Norman Sussman: So we have a lot of second endpoints. The two most promines are looking at 28-day outcomes for both mortality. So we have in the hierarchical transplant events, meaning transplant or death, followed by death, followed by 28-day transplant or death, followed by a 28-day mortality. And then a variety of biomarkers that, I can’t remember all of it off the top of my head, the things like Lille score MELD progression. And then we’ll also stratify by enrollment MELD.
Operator: . Our next question comes from Ed Arce with H.C. Wainright.
Antonio Arce: Let me add my congrats on the continued progress and staying on track. I wanted to ask a couple of questions around that pace, just to make sure that come June 30, we’ve reached full enrollment. First, just looking at the pace given over 200 patients were enrolled on the November 2 update, and you now have over 260 as of today. So over the last 4 months, that comes out to about 15 patients a month. And I’m just wondering if that’s a fair way of thinking about the progression? That would indeed, from the current point, get you to the target of 300 by the end of June. And then the second question, just again, along with time lines, but also the activities that are involved. From the point of last patient last dose, if a second dose is necessary for that last patient to the data readout, what activities are involved in the process of those number of months?
James Brown: Sure. First off, yes, your calculation, I think, is fine.
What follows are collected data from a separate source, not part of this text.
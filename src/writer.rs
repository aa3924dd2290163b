use crate::error::CdpResult;
use crate::transport::TransportWriter;
use tokio::sync::{mpsc, oneshot};
use tracing::{debug, error};

pub(crate) enum WriterRequest {
    /// Write one encoded frame and report the outcome on `ack`.
    Frame {
        text: String,
        ack: oneshot::Sender<CdpResult<()>>,
    },
    Close,
}

/// Owns the write half for the lifetime of the connection. Ends on `Close`,
/// which the dispatcher sends on teardown, closing the transport.
pub(crate) async fn run_writer<W: TransportWriter>(
    mut writer: W,
    mut requests: mpsc::UnboundedReceiver<WriterRequest>,
) {
    while let Some(request) = requests.recv().await {
        match request {
            WriterRequest::Frame { text, ack } => {
                debug!("About to send command {}", text);
                let result = writer.write_message(text).await;
                if let Err(e) = &result {
                    error!("Failed to write command frame: {}", e);
                }
                let _ = ack.send(result);
            }
            WriterRequest::Close => break,
        }
    }

    if let Err(e) = writer.close().await {
        debug!("Error while closing transport: {}", e);
    }
    debug!("CDP writer task finished");
}
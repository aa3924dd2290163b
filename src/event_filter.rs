use crate::error::CdpResult;
use crate::protocol::Notification;
use std::pin::Pin;
use std::task::{Context, Poll};
use tokio::sync::broadcast;
use tokio_stream::{wrappers::BroadcastStream, Stream};
use tracing::debug;

/// Notification stream restricted to one domain (`Network`, `Page`, …).
pub struct EventFilter {
    inner: BroadcastStream<Notification>,
    domain: String,
}

impl EventFilter {
    pub fn new(receiver: broadcast::Receiver<Notification>, domain: &str) -> Self {
        Self {
            inner: BroadcastStream::new(receiver),
            domain: domain.to_string(),
        }
    }

    pub fn domain(&self) -> &str {
        &self.domain
    }
}

impl Stream for EventFilter {
    type Item = CdpResult<Notification>;

    fn poll_next(mut self: Pin<&mut Self>, cx: &mut Context<'_>) -> Poll<Option<Self::Item>> {
        loop {
            match Pin::new(&mut self.inner).poll_next(cx) {
                Poll::Ready(Some(Ok(event))) => {
                    if event.domain() == self.domain && event.method.contains('.') {
                        return Poll::Ready(Some(Ok(event)));
                    }
                }
                Poll::Ready(Some(Err(lagged))) => {
                    // Skip the gap and carry on from the oldest retained event.
                    debug!("{} event stream {}", self.domain, lagged);
                }
                Poll::Ready(None) => return Poll::Ready(None),
                Poll::Pending => return Poll::Pending,
            }
        }
    }
}

#[cfg(test)]
mod tests {
    use super::*;
    use crate::protocol::RawPayload;
    use futures_util::StreamExt;

    fn event(method: &str) -> Notification {
        Notification {
            method: method.to_string(),
            params: RawPayload::from_serialize(&serde_json::json!({})).unwrap(),
            session_id: None,
        }
    }

    #[tokio::test]
    async fn test_filter_matches_domain_prefix_only() {
        let (tx, rx) = broadcast::channel(8);
        let mut page = EventFilter::new(rx, "Page");
        assert_eq!(page.domain(), "Page");

        tx.send(event("PageExtra.thing")).unwrap();
        tx.send(event("Page")).unwrap();
        tx.send(event("Network.dataReceived")).unwrap();
        tx.send(event("Page.frameNavigated")).unwrap();
        drop(tx);

        let received = page.next().await.unwrap().unwrap();
        assert_eq!(received.method, "Page.frameNavigated");
        assert!(page.next().await.is_none());
    }
}
use std::time::Duration;
use thiserror::Error;

#[derive(Error, Debug)]
pub enum CdpError {
    #[error("Network error: {0}")]
    Network(#[from] reqwest::Error),

    #[error("WebSocket error: {0}")]
    Ws(#[from] tokio_tungstenite::tungstenite::Error),

    #[error("Serialization error: {0}")]
    Json(#[from] serde_json::Error),

    #[error("Malformed frame: {0}")]
    MalformedFrame(String),

    #[error("Invalid command method: {0:?}")]
    InvalidMethod(String),

    #[error("Command {method} timed out after {timeout:?}")]
    Timeout { method: String, timeout: Duration },

    #[error("Connecting to {url} timed out after {timeout:?}")]
    ConnectTimeout { url: String, timeout: Duration },

    #[error("No suitable Chrome target found at host: {0}")]
    NoPageTargetFound(String),

    #[error("Internal communication error: {0}")]
    InternalError(String),

    #[error("Chrome returned an error (code {code}): {message}")]
    ProtocolError {
        code: i64,
        message: String,
        data: Option<String>,
    },

    #[error("Connection lost: {reason}")]
    Disconnected { reason: String },
}

impl CdpError {
    pub(crate) fn disconnected(reason: impl Into<String>) -> Self {
        CdpError::Disconnected {
            reason: reason.into(),
        }
    }
}

pub type CdpResult<T> = Result<T, CdpError>;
It’s — in my — from my — where I sit, probably a bit on the pessimistic side. I certainly hope we’ll do better than just barely squeaking in. But the team is doing a great job of enrolling. And whenever that last patient, last visit occurs, and it actually isn’t from the last dose, it’s from — when they were enrolled in the study. Day 1, they get the first dose. That’s when the 90-day clock starts. And so from that last patient dosed, one can count forward 90 days. Then — and as even now, we are doing real-time cleanup. And Norman can give us a specific number, but it’s a very high percentage already of the data that we’re looking to clean up. And that’s a constant process with any clinical trial.
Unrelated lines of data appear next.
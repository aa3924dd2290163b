//! The read loop: sole consumer of inbound frames. Each frame either resolves
//! the pending command carrying its id or is fanned out to the handlers
//! registered for its method name.

use crate::error::CdpError;
use crate::pending::PendingCommands;
use crate::protocol::{decode_frame, Envelope, Notification, Response};
use crate::registry::EventRegistry;
use crate::transport::TransportReader;
use crate::writer::WriterRequest;
use std::panic::{self, AssertUnwindSafe};
use std::sync::Arc;
use tokio::sync::{broadcast, mpsc, watch};
use tracing::{debug, error, trace, warn};

#[derive(Debug, Clone, Copy, PartialEq, Eq)]
pub enum SocketState {
    Running,
    Stopped,
}

/// What happened to one inbound frame.
#[derive(Debug, Clone, PartialEq, Eq)]
pub(crate) enum FrameOutcome {
    Completed(u64),
    Unmatched(u64),
    Dispatched { method: String, handlers: usize },
    Malformed,
}

/// Longest slice of an undecodable frame that is logged at `warn`.
const FRAME_PREVIEW_BYTES: usize = 256;

/// `text` cut to at most `FRAME_PREVIEW_BYTES`, on a char boundary.
fn frame_preview(text: &str) -> &str {
    if text.len() <= FRAME_PREVIEW_BYTES {
        return text;
    }
    let mut end = FRAME_PREVIEW_BYTES;
    while !text.is_char_boundary(end) {
        end -= 1;
    }
    &text[..end]
}

pub(crate) struct Dispatcher {
    pending: Arc<PendingCommands>,
    registry: Arc<EventRegistry>,
    event_tx: broadcast::Sender<Notification>,
    writer_tx: mpsc::UnboundedSender<WriterRequest>,
    state: watch::Sender<SocketState>,
}

impl Dispatcher {
    pub(crate) fn new(
        pending: Arc<PendingCommands>,
        registry: Arc<EventRegistry>,
        event_tx: broadcast::Sender<Notification>,
        writer_tx: mpsc::UnboundedSender<WriterRequest>,
        state: watch::Sender<SocketState>,
    ) -> Self {
        Self {
            pending,
            registry,
            event_tx,
            writer_tx,
            state,
        }
    }

    /// Reads until the transport closes or fails, or `shutdown` fires (or its
    /// sender is dropped), then tears down.
    pub(crate) async fn run<R: TransportReader>(
        self,
        mut reader: R,
        mut shutdown: watch::Receiver<bool>,
    ) {
        let reason = loop {
            tokio::select! {
                biased;
                _ = shutdown.changed() => break "socket closed".to_string(),
                frame = reader.read_message() => match frame {
                    Some(Ok(text)) => {
                        self.handle_frame(&text);
                    }
                    Some(Err(e)) => {
                        debug!("CDP Connection lost due to error: {}", e);
                        break e.to_string();
                    }
                    None => {
                        debug!("CDP Connection closed by server/gracefully");
                        break "connection closed by remote".to_string();
                    }
                },
            }
        };

        self.teardown(&reason);
    }

    pub(crate) fn handle_frame(&self, text: &str) -> FrameOutcome {
        match decode_frame(text) {
            Ok(Envelope::Response(response)) => self.complete(response),
            Ok(Envelope::Notification(notification)) => self.dispatch(notification),
            Err(e) => {
                warn!(
                    "Dropping undecodable frame of {} bytes ({}): {}",
                    text.len(),
                    e,
                    frame_preview(text)
                );
                trace!("Undecodable frame: {}", text);
                FrameOutcome::Malformed
            }
        }
    }

    fn complete(&self, response: Response) -> FrameOutcome {
        let id = response.id;
        let command = match self.pending.take(id) {
            Ok(command) => command,
            Err(e) => {
                error!("Could not look up pending command {}: {}", id, e);
                return FrameOutcome::Unmatched(id);
            }
        };

        match command {
            Some(command) => {
                trace!("Received expected id {} ({}) from CDP", id, command.method());
                command.resolve(response.outcome.map_err(CdpError::from));
                FrameOutcome::Completed(id)
            }
            None => {
                debug!("Discarded message with id {} (no listener found)", id);
                FrameOutcome::Unmatched(id)
            }
        }
    }

    fn dispatch(&self, notification: Notification) -> FrameOutcome {
        let handlers = self.registry.handlers_for(&notification.method);
        trace!(
            "CDP Event: {} ({} handlers)",
            notification.method,
            handlers.len()
        );

        for handler in &handlers {
            let result = panic::catch_unwind(AssertUnwindSafe(|| {
                handler.invoke(&notification.params)
            }));
            match result {
                Ok(Ok(())) => {}
                Ok(Err(e)) => warn!(
                    "Handler {:?} for {} failed: {}",
                    handler.id(),
                    notification.method,
                    e
                ),
                Err(_) => error!(
                    "Handler {:?} for {} panicked",
                    handler.id(),
                    notification.method
                ),
            }
        }

        let outcome = FrameOutcome::Dispatched {
            method: notification.method.clone(),
            handlers: handlers.len(),
        };
        // No stream subscribers is the common case.
        let _ = self.event_tx.send(notification);
        outcome
    }

    /// Enters `Stopped`, fails every command still waiting, stops the writer
    /// and drops the registered handlers.
    pub(crate) fn teardown(&self, reason: &str) {
        let drained = self.pending.drain();
        debug!(
            "Closing {} pending requests due to disconnection: {}",
            drained.len(),
            reason
        );
        for command in drained {
            command.resolve(Err(CdpError::disconnected(reason)));
        }
        // The writer may already be gone after close().
        let _ = self.writer_tx.send(WriterRequest::Close);
        let released = self.registry.clear();
        trace!("Released {} event handlers", released);
        self.state.send_replace(SocketState::Stopped);
    }
}
use cdp_socket::error::CdpResult;
use cdp_socket::protocol::NoParams;
use cdp_socket::{CdpSocket, SocketConfig};
use serde::Serialize;
use std::time::Duration;
use tracing::info;
use tracing_subscriber::{fmt, EnvFilter};

#[derive(Serialize)]
struct NavigateParams {
    url: String,
}

#[tokio::main]
async fn main() -> CdpResult<()> {
    fmt()
        .pretty()
        .with_env_filter(EnvFilter::from_default_env())
        .init();

    let config = SocketConfig::default().with_command_timeout(Duration::from_secs(5));
    let socket = CdpSocket::connect("127.0.0.1:9222", config).await?;
    info!("CDP socket connected");

    socket.send_command("Page.enable", NoParams {}).await?;

    let params = NavigateParams {
        url: "https://www.rust-lang.org".to_string(),
    };
    let response = socket.send_command("Page.navigate", params).await?;

    info!("Chrome replied: {}", response);

    socket.close().await;
    Ok(())
}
To the extent that you can, you’d like to, in real-time, keep the data as — for each of the patients as well organized and query anything that needs to be queried and kind of iron out any discrepancies or any data points that are missing and the like. And — so let’s just say we have north of 80% of that wrapped up or in hand by the time they get last patient last visit, then you’ve got another — the team feels very optimistic. They feel, 2. I’m kind of saying probably closer to 3, but it will be in that 2- to 3-month time frame. — that we will continue to clean up the data until we get to the point where we feel comfortable enough that we want to go hands and pencils down, and we’re going to have data lock. And at that point, within just a very short time within just a few days, we’ll have the — we’ll have the information, and we’ll have the data that we look forward to announcing.
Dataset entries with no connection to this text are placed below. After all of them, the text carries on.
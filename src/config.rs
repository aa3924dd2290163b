use std::time::Duration;

/// Per-socket settings.
#[derive(Debug, Clone)]
pub struct SocketConfig {
    /// Deadline applied to every `send_command`. `None` waits until the command
    /// is answered or the socket is torn down.
    pub command_timeout: Option<Duration>,
    /// Bound on the WebSocket handshake in `connect`/`connect_url`.
    pub connect_timeout: Duration,
    /// Capacity of the notification broadcast channel.
    pub event_buffer: usize,
}

impl Default for SocketConfig {
    fn default() -> Self {
        Self {
            command_timeout: None,
            connect_timeout: Duration::from_secs(5),
            event_buffer: 128,
        }
    }
}

impl SocketConfig {
    pub fn with_command_timeout(mut self, timeout: Duration) -> Self {
        self.command_timeout = Some(timeout);
        self
    }

    pub fn with_connect_timeout(mut self, timeout: Duration) -> Self {
        self.connect_timeout = timeout;
        self
    }

    /// Broadcast capacity; clamped to at least 1.
    pub fn with_event_buffer(mut self, capacity: usize) -> Self {
        self.event_buffer = capacity.max(1);
        self
    }
}
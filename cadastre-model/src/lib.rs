//! Core data model definitions shared across cadastre crates.
//!
//! The model layer owns input validation: a [`Parcel`] can only be built from
//! a well-formed [`CadastralNumber`] and in-range [`Coordinates`], so the
//! storage layer never sees unchecked input.
#![allow(missing_docs)]

pub mod error;
pub mod error_response;
pub mod parcel;
pub mod score;

pub use error::{ModelError, Result as ModelResult};
pub use error_response::ErrorResponse;
pub use parcel::{CadastralNumber, CalcRequest, Coordinates, Parcel};
pub use score::{
    PENDING_MESSAGE, SCORE_PRECISION, ScoreId, ScoreLookup, ScoreResponse,
    ScoreValue, round_score,
};
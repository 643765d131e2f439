#![allow(dead_code)]

use std::{net::SocketAddr, sync::Arc};

use anyhow::Result;
use axum_test::TestServer;
use cadastre_core::{
    application::AppUnitOfWork,
    database::InMemoryStore,
    scoring::{FixedScorer, ScoringConfig, ScoringEvent},
};
use cadastre_server::{
    infra::{config::Config, startup::Services},
    routes::create_router,
};
use tokio::sync::broadcast;

pub struct TestApp {
    pub server: TestServer,
    pub services: Services,
}

impl TestApp {
    pub fn events(&self) -> broadcast::Receiver<ScoringEvent> {
        self.services.workers.subscribe()
    }

    pub async fn shutdown(self) {
        drop(self.server);
        self.services.shutdown().await;
    }
}

pub fn test_config() -> Config {
    let mut config = Config::default();
    config.dev_mode = true;
    config.scoring = ScoringConfig {
        max_concurrent_jobs: 4,
        queue_capacity: 16,
        ..ScoringConfig::default()
    };
    config
}

/// Wire the router against the given storage with a scorer that returns
/// `score` immediately.
pub fn build_test_app(unit_of_work: AppUnitOfWork, score: f64) -> Result<TestApp> {
    let services = Services::start(
        test_config(),
        unit_of_work,
        Arc::new(FixedScorer::new(score)),
    );

    let make_service = create_router(services.state.clone())
        .into_make_service_with_connect_info::<SocketAddr>();
    let server = TestServer::builder()
        .http_transport()
        .build(make_service)
        .map_err(|err| anyhow::anyhow!(err.to_string()))?;

    Ok(TestApp { server, services })
}

pub fn build_in_memory_app(score: f64) -> Result<(TestApp, Arc<InMemoryStore>)> {
    let store = Arc::new(InMemoryStore::new());
    let app = build_test_app(AppUnitOfWork::in_memory(store.clone()), score)?;
    Ok((app, store))
}
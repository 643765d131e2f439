use std::sync::Arc;

use cadastre_core::{
    application::unit_of_work::AppUnitOfWork,
    scoring::{Scorer, ScoringWorkerPool},
    service::CalculationService,
};
use tracing::info;

use crate::infra::{app_state::AppState, config::Config};

/// Request state plus the background worker pool that must be drained on
/// shutdown.
#[derive(Debug)]
pub struct Services {
    pub state: AppState,
    pub workers: ScoringWorkerPool,
}

impl Services {
    /// Start the scoring pool and wire the calculation service on top of the
    /// given storage.
    pub fn start(
        config: Config,
        unit_of_work: AppUnitOfWork,
        scorer: Arc<dyn Scorer>,
    ) -> Self {
        let (workers, queue) = ScoringWorkerPool::start(
            config.scoring.clone(),
            scorer,
            unit_of_work.results.clone(),
        );
        let calculations = CalculationService::new(unit_of_work, queue);

        Self {
            state: AppState::new(calculations, config),
            workers,
        }
    }

    pub async fn shutdown(self) {
        info!("Draining scoring worker pool");
        drop(self.state);
        self.workers.shutdown().await;
    }
}
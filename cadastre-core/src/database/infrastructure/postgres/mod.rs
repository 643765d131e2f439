pub mod repositories;

pub use repositories::results::PostgresResultRepository;
pub use repositories::territory::PostgresTerritoryRepository;
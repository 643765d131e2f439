use async_trait::async_trait;
use cadastre_model::{CadastralNumber, Parcel, ScoreId};

use crate::error::Result;

/// Stored `territory` row.
#[derive(Debug, Clone, PartialEq)]
pub struct ParcelRecord {
    pub cadastral_number: CadastralNumber,
    pub latitude: f64,
    pub longitude: f64,
}

impl From<&Parcel> for ParcelRecord {
    fn from(parcel: &Parcel) -> Self {
        Self {
            cadastral_number: parcel.cadastral_number.clone(),
            latitude: parcel.latitude(),
            longitude: parcel.longitude(),
        }
    }
}

#[async_trait]
pub trait TerritoryRepository: Send + Sync {
    /// Insert the parcel together with its pending result row, atomically.
    /// Returns the id of the new result row.
    async fn create(&self, parcel: &Parcel) -> Result<ScoreId>;

    async fn get(
        &self,
        cadastral_number: &CadastralNumber,
    ) -> Result<Option<ParcelRecord>>;

    /// Delete the parcel; its result row goes with it. Returns whether a row
    /// existed.
    async fn delete(&self, cadastral_number: &CadastralNumber) -> Result<bool>;
}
So it will come pretty quickly, and it’s really just a matter of cleaning up the data to make sure — because once you lock the database, it’s really difficult and you should never actually go back. If you want to use it as a pivotal trial, you’ve got to be really done when you lock it. And so that’s the most critical piece actually in those last few months where you’re going through and making sure that you’ve got everything well understood and well in hand. Norman?